(Stored items)
■ ■ ■ ■ ■

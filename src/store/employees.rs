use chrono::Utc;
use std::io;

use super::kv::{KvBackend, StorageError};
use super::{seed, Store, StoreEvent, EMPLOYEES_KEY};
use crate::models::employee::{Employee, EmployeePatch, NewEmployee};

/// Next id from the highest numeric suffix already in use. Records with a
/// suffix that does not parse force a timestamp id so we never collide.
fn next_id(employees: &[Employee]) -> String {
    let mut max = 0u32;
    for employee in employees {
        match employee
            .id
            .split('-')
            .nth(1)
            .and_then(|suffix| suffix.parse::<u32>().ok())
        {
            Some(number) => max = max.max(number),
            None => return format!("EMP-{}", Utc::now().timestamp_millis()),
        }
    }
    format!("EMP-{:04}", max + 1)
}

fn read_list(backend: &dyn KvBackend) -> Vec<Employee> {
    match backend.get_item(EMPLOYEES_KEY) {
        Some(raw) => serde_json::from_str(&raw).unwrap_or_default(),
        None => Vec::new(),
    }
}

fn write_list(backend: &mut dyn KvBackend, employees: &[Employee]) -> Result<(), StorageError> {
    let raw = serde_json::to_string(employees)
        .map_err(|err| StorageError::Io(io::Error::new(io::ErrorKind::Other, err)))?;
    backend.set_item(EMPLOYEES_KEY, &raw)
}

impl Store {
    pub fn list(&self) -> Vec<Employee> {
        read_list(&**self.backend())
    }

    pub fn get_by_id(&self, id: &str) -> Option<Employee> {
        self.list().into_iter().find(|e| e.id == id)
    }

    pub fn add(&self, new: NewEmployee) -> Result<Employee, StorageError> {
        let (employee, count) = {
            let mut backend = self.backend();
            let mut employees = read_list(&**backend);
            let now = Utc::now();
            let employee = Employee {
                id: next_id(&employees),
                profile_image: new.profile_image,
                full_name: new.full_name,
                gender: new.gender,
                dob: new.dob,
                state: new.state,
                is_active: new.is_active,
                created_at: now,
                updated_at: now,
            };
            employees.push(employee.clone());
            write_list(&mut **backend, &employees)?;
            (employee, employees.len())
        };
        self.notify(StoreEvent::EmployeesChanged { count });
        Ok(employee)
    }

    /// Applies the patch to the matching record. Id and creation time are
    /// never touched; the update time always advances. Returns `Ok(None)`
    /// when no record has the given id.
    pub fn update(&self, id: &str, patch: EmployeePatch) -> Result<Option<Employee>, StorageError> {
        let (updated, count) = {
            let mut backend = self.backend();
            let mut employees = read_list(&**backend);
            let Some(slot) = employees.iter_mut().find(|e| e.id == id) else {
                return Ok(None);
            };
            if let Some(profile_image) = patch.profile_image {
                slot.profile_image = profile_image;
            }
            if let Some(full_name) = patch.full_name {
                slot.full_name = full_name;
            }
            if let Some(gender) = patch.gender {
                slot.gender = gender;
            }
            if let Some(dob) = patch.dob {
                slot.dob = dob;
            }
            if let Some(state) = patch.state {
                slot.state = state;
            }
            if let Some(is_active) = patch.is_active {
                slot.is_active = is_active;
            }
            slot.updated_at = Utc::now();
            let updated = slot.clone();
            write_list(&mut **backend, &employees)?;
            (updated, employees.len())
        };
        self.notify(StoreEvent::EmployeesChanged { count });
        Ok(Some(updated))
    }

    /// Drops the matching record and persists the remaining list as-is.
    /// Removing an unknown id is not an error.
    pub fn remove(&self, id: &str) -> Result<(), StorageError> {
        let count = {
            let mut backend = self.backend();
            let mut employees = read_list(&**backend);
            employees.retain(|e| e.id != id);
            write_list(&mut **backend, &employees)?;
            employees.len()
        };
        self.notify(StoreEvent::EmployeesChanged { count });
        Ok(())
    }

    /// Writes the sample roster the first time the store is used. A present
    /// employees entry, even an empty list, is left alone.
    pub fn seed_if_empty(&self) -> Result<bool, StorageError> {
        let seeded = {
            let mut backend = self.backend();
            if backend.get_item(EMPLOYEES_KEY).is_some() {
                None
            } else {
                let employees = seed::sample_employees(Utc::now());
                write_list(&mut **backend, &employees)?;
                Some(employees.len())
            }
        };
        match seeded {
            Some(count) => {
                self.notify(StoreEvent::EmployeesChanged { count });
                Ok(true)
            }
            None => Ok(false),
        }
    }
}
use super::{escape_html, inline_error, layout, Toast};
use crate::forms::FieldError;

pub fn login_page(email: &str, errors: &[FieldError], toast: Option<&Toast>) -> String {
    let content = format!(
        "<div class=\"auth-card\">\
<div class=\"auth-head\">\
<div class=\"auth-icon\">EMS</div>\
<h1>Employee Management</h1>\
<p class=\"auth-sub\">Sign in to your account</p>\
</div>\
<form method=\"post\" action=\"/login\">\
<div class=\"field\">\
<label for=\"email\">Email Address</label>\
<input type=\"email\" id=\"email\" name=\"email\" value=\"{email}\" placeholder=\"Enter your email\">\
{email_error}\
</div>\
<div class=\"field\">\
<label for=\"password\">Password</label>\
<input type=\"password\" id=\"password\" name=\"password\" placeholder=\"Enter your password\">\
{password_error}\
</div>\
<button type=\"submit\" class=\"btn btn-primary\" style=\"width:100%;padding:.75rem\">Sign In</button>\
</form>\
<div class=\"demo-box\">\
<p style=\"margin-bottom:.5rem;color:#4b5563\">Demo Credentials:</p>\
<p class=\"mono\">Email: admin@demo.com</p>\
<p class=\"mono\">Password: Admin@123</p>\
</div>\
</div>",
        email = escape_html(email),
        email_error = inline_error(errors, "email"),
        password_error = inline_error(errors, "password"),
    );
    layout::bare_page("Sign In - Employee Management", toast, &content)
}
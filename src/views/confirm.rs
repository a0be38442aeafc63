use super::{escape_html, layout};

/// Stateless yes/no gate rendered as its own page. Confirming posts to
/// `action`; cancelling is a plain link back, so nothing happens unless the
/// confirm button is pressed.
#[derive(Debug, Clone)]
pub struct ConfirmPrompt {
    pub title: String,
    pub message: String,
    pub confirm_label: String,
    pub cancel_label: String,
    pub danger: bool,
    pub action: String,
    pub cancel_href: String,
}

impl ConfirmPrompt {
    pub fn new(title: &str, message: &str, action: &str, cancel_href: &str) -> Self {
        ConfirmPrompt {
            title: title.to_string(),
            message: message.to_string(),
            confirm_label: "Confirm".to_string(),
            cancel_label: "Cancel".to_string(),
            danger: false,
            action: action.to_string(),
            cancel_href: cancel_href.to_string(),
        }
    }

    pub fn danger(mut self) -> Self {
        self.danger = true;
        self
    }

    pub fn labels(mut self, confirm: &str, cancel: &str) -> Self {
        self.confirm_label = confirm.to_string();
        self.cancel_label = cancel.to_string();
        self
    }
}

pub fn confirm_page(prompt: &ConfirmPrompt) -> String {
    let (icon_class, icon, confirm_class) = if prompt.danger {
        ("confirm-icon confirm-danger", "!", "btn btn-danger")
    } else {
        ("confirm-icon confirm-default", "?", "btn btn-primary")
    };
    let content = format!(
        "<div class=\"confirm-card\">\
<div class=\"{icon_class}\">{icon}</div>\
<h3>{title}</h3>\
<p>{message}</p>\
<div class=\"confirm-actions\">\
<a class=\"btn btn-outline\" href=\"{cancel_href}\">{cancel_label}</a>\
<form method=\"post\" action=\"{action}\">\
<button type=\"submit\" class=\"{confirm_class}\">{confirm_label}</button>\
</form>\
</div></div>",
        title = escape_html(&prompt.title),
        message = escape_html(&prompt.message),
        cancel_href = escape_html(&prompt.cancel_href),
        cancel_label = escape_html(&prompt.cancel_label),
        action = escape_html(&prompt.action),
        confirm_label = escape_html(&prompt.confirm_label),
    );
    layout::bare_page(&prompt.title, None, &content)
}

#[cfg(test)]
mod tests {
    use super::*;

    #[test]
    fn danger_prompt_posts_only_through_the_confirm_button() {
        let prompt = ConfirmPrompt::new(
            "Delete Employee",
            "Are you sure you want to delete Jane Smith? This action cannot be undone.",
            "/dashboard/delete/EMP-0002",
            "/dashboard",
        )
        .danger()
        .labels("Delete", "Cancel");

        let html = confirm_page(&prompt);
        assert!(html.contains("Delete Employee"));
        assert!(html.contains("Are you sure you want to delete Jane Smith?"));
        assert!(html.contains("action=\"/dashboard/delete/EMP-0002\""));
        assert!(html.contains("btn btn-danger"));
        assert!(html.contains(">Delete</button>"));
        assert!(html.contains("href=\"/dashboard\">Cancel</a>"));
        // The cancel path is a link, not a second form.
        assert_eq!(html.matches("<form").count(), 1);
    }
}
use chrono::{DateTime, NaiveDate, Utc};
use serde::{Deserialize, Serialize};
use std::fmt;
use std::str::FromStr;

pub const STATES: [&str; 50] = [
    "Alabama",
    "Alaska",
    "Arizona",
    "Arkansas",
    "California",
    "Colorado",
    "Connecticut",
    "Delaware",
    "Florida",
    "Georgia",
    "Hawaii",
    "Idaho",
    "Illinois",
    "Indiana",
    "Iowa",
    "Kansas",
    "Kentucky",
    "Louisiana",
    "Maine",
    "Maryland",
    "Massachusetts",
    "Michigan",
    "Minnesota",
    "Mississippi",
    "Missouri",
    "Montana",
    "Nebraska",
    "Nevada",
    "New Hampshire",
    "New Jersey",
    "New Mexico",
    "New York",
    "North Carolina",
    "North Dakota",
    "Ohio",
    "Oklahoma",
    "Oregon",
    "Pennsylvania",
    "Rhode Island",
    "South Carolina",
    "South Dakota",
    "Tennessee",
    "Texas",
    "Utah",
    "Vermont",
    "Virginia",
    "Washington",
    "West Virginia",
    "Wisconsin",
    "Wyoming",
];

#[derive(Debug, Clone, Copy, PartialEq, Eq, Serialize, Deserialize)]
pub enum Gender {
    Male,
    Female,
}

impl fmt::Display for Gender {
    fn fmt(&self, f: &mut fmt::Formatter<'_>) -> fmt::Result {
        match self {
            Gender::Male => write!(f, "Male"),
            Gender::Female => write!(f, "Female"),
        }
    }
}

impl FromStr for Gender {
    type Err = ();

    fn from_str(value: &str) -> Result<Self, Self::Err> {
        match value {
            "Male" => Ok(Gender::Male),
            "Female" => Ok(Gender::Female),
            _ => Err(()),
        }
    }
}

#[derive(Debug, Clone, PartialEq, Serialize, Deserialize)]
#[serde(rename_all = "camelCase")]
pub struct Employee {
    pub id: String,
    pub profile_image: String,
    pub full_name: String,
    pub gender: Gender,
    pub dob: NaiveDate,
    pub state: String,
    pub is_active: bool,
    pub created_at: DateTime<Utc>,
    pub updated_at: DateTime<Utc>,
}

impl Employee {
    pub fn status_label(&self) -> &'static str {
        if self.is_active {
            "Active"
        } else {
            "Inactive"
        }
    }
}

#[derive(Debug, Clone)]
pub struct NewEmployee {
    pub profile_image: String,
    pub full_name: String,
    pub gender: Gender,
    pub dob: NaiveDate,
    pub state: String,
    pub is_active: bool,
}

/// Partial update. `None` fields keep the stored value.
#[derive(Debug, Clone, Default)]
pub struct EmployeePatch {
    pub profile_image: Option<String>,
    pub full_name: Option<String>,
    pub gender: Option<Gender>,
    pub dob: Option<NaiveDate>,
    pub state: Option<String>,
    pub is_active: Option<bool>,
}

■ ■ ■ ■ ■

WHAT YOU WILL DO:
Using the records above, pull out each line where the word "Option" occurs.

EXERCISE OUTPUT:
    pub fn get_by_id(&self, id: &str) -> Option<Employee> {
    pub fn update(&self, id: &str, patch: EmployeePatch) -> Result<Option<Employee>, StorageError> {
pub fn login_page(email: &str, errors: &[FieldError], toast: Option<&Toast>) -> String {
    pub profile_image: Option<String>,
    pub full_name: Option<String>,
    pub gender: Option<Gender>,
    pub dob: Option<NaiveDate>,
    pub state: Option<String>,
    pub is_active: Option<bool>,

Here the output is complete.